Financial FQs

Most historians consider Harry Truman as one of our great Presidents, even though he didn’t consider himself as such. It wasn’t until later years showed the greatness of “give ‘em hell, Harry”, as he was called once at a whistle-stop during his 1948 presidential campaign that defeated the heavily favored New York Governor Thomas Dewey.

He faced tough economics times, as we do now, with an even larger debt load due to WWII, and 5 million servicemen/women returning home and out of work. He was also was faced with a Republican Congress in 1946, unhappy with the huge debt load. Sound familiar, as we said last week?

With so much uncertainty, he did what great Presidents do, he became a transformational leader, in the words of conservative columnist George Will. And he suffered the slings and arrows of disapproval for it. “The President is always abused. If he isn’t, he isn’t doing anything,” is one of his better-known ‘Trumanisms’.

What were the lessons learned? Daughter Margaret put together a book of his pithy sayings, in WHERE THE BUCK STOPS-The Personal and Private Writings of Harry S. Truman. Edited by Margaret Truman. 388 pp. New York: Warner Books, 1989.

Maybe his outstanding trait was that he was plain spoken—who grew up on a small farm in the heartland of Missouri. And he never left his roots, retiring back to his Independence in 1954. He never loved Washington, D.C., either. He once advised, "If you want a friend in Washington, get a dog."

””A good president just can’t pay any attention when the press tries to abuse him, Truman writes; ”the papers often abuse him when he’s right. It doesn’t bother any man in office who wants to do the right thing,” he adds. ”He goes ahead and does it no matter what the newspapers may say. I never cared anything about what they said about me as long as they didn’t jump on my family. If they did that, then they got into trouble.

”It doesn’t make any difference whether or not the thing he (the President) decides to do is unpopular, or whether his doing it makes him unpopular for a while. If he does the right thing the popularity will come. If he doesn’t, well, then, too bad.”

But that was just the surface. His economic philosophy mirrored Roosevelt’s New Deal, because he was always for the underdog. In fact, he won over Dewey because the pollsters who had predicted his defeat forgot to poll those lowest on the economic ladder who turned out in droves to vote for him.

And we have the same need now to boost the earning power of those wage and salary earners lowest on the economic ladder who comprise more than 50 percent of the workforce, yet whose incomes have stagnated after inflation since the 1970s.

Job formation has really been increasing since January, and real estate prices have inched up, but sales remain stagnant. This is while corporations have reported record profits over the last 2 quarters with the highest profit margins since WWII, yet they have not been investing in either new plants or employees.

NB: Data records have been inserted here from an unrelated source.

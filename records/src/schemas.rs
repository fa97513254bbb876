//! The GamesmanWeb response schemas.
//!
//! Each schema is built once and shared; `GetMoveResponse` and
//! `GetNextMoveResponse` nest the same `GamestateResponse` schema.

use std::fmt;
use std::str::FromStr;
use std::sync::{Arc, OnceLock};

use schema::{FieldType, RecordSchema};

const FIELD_BOARD: u16 = 1;
const FIELD_REMOTENESS: u16 = 2;
const FIELD_VALUE: u16 = 3;
const FIELD_MOVE: u16 = 4;
const FIELD_SCORE: u16 = 5;

const FIELD_STATUS: u16 = 1;
const FIELD_RESPONSE: u16 = 2;
const FIELD_MESSAGE: u16 = 3;

/// Schema of a single game position as reported by the server.
pub fn gamestate_response_schema() -> &'static Arc<RecordSchema> {
    static SCHEMA: OnceLock<Arc<RecordSchema>> = OnceLock::new();
    SCHEMA.get_or_init(|| {
        RecordSchema::builder("GamestateResponse")
            .field(FIELD_BOARD, "board", FieldType::String)
            .field(FIELD_REMOTENESS, "remoteness", FieldType::I32)
            .field(FIELD_VALUE, "value", FieldType::String)
            .field(FIELD_MOVE, "move", FieldType::String)
            .field(FIELD_SCORE, "score", FieldType::I32)
            .build_shared()
            .expect("GamestateResponse schema must be valid")
    })
}

/// Schema of the reply to a single-position query.
pub fn get_move_response_schema() -> &'static Arc<RecordSchema> {
    static SCHEMA: OnceLock<Arc<RecordSchema>> = OnceLock::new();
    SCHEMA.get_or_init(|| {
        RecordSchema::builder("GetMoveResponse")
            .field(FIELD_STATUS, "status", FieldType::String)
            .field(
                FIELD_RESPONSE,
                "response",
                FieldType::structure(Arc::clone(gamestate_response_schema())),
            )
            .field(FIELD_MESSAGE, "message", FieldType::String)
            .build_shared()
            .expect("GetMoveResponse schema must be valid")
    })
}

/// Schema of the reply listing every move available from a position.
pub fn get_next_move_response_schema() -> &'static Arc<RecordSchema> {
    static SCHEMA: OnceLock<Arc<RecordSchema>> = OnceLock::new();
    SCHEMA.get_or_init(|| {
        RecordSchema::builder("GetNextMoveResponse")
            .field(FIELD_STATUS, "status", FieldType::String)
            .field(
                FIELD_RESPONSE,
                "response",
                FieldType::list(FieldType::structure(Arc::clone(
                    gamestate_response_schema(),
                ))),
            )
            .field(FIELD_MESSAGE, "message", FieldType::String)
            .build_shared()
            .expect("GetNextMoveResponse schema must be valid")
    })
}

/// Identifies one of the GamesmanWeb record kinds.
#[derive(Debug, Clone, Copy, PartialEq, Eq, Hash)]
#[cfg_attr(feature = "serde", derive(serde::Serialize, serde::Deserialize))]
pub enum RecordKind {
    GamestateResponse,
    GetMoveResponse,
    GetNextMoveResponse,
}

impl RecordKind {
    pub const ALL: [Self; 3] = [
        Self::GamestateResponse,
        Self::GetMoveResponse,
        Self::GetNextMoveResponse,
    ];

    #[must_use]
    pub const fn name(self) -> &'static str {
        match self {
            Self::GamestateResponse => "GamestateResponse",
            Self::GetMoveResponse => "GetMoveResponse",
            Self::GetNextMoveResponse => "GetNextMoveResponse",
        }
    }

    #[must_use]
    pub fn schema(self) -> &'static Arc<RecordSchema> {
        match self {
            Self::GamestateResponse => gamestate_response_schema(),
            Self::GetMoveResponse => get_move_response_schema(),
            Self::GetNextMoveResponse => get_next_move_response_schema(),
        }
    }
}

impl fmt::Display for RecordKind {
    fn fmt(&self, f: &mut fmt::Formatter<'_>) -> fmt::Result {
        f.write_str(self.name())
    }
}

/// Error returned when parsing an unrecognized record kind name.
#[derive(Debug, Clone, PartialEq, Eq)]
pub struct UnknownRecordKind(pub String);

impl fmt::Display for UnknownRecordKind {
    fn fmt(&self, f: &mut fmt::Formatter<'_>) -> fmt::Result {
        write!(f, "unknown record kind {:?}", self.0)
    }
}

impl std::error::Error for UnknownRecordKind {}

impl FromStr for RecordKind {
    type Err = UnknownRecordKind;

    /// Accepts the record name in any case, with or without a `Response`
    /// suffix.
    fn from_str(s: &str) -> Result<Self, Self::Err> {
        let normalized = s.to_ascii_lowercase().replace(['-', '_'], "");
        let normalized = normalized
            .strip_suffix("response")
            .unwrap_or(normalized.as_str());
        match normalized {
            "gamestate" => Ok(Self::GamestateResponse),
            "getmove" => Ok(Self::GetMoveResponse),
            "getnextmove" => Ok(Self::GetNextMoveResponse),
            _ => Err(UnknownRecordKind(s.to_string())),
        }
    }
}

#[cfg(test)]
mod tests {
    use super::*;
    use schema::schema_fingerprint;

    #[test]
    fn schemas_are_built_once() {
        assert!(Arc::ptr_eq(
            gamestate_response_schema(),
            gamestate_response_schema()
        ));
    }

    #[test]
    fn nested_schemas_share_gamestate() {
        let Some(FieldType::Struct(inner)) = get_move_response_schema()
            .field_by_name("response")
            .map(|field| &field.ty)
        else {
            panic!("response must be a struct field");
        };
        assert!(Arc::ptr_eq(inner, gamestate_response_schema()));

        let response = get_next_move_response_schema()
            .field_by_id(FIELD_RESPONSE)
            .unwrap();
        assert_eq!(response.ty.to_string(), "list<GamestateResponse>");
    }

    #[test]
    fn gamestate_field_table() {
        let fields: Vec<(u16, &str)> = gamestate_response_schema()
            .fields
            .iter()
            .map(|field| (field.id.get(), field.name.as_str()))
            .collect();
        assert_eq!(
            fields,
            vec![
                (1, "board"),
                (2, "remoteness"),
                (3, "value"),
                (4, "move"),
                (5, "score")
            ]
        );
    }

    #[test]
    fn fingerprints_distinguish_kinds() {
        let prints: Vec<u64> = RecordKind::ALL
            .iter()
            .map(|kind| schema_fingerprint(kind.schema()))
            .collect();
        assert_ne!(prints[0], prints[1]);
        assert_ne!(prints[1], prints[2]);
        assert_ne!(prints[0], prints[2]);
    }

    #[test]
    fn record_kind_parsing() {
        assert_eq!(
            "GamestateResponse".parse::<RecordKind>(),
            Ok(RecordKind::GamestateResponse)
        );
        assert_eq!(
            "get-move".parse::<RecordKind>(),
            Ok(RecordKind::GetMoveResponse)
        );
        assert_eq!(
            "get_next_move_response".parse::<RecordKind>(),
            Ok(RecordKind::GetNextMoveResponse)
        );
        assert!("scoreboard".parse::<RecordKind>().is_err());
    }

    #[test]
    fn record_kind_names_match_schemas() {
        for kind in RecordKind::ALL {
            assert_eq!(kind.schema().name, kind.name());
            assert_eq!(kind.to_string().parse::<RecordKind>(), Ok(kind));
        }
    }
}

And so government has had to step in to counteract the cash hoarding of some $1.8 trillion being held by the S&P 500 corporations alone. But why such a fear of debt, when the Great Depression has provided us with a lesson of what needs to be done to counteract such fears?

Economist Paul Krugman has pulled up some of the Great Depression’s history and surprise, the Hoover Administration’s emphasis on reducing deficit spending increased debt as a percentage of GDP, while shrinking actual GDP growth (and revenues). But increased government spending (and debt) during Roosevelt’s New Deal increased economic growth, so though debt loads were high, it brought the U.S. out of the 1929-1933 depression and produced 3 years of growth. The double-dip only returned in 1937, when Roosevelt listened to the bankers and tried to reduce the deficit prematurely.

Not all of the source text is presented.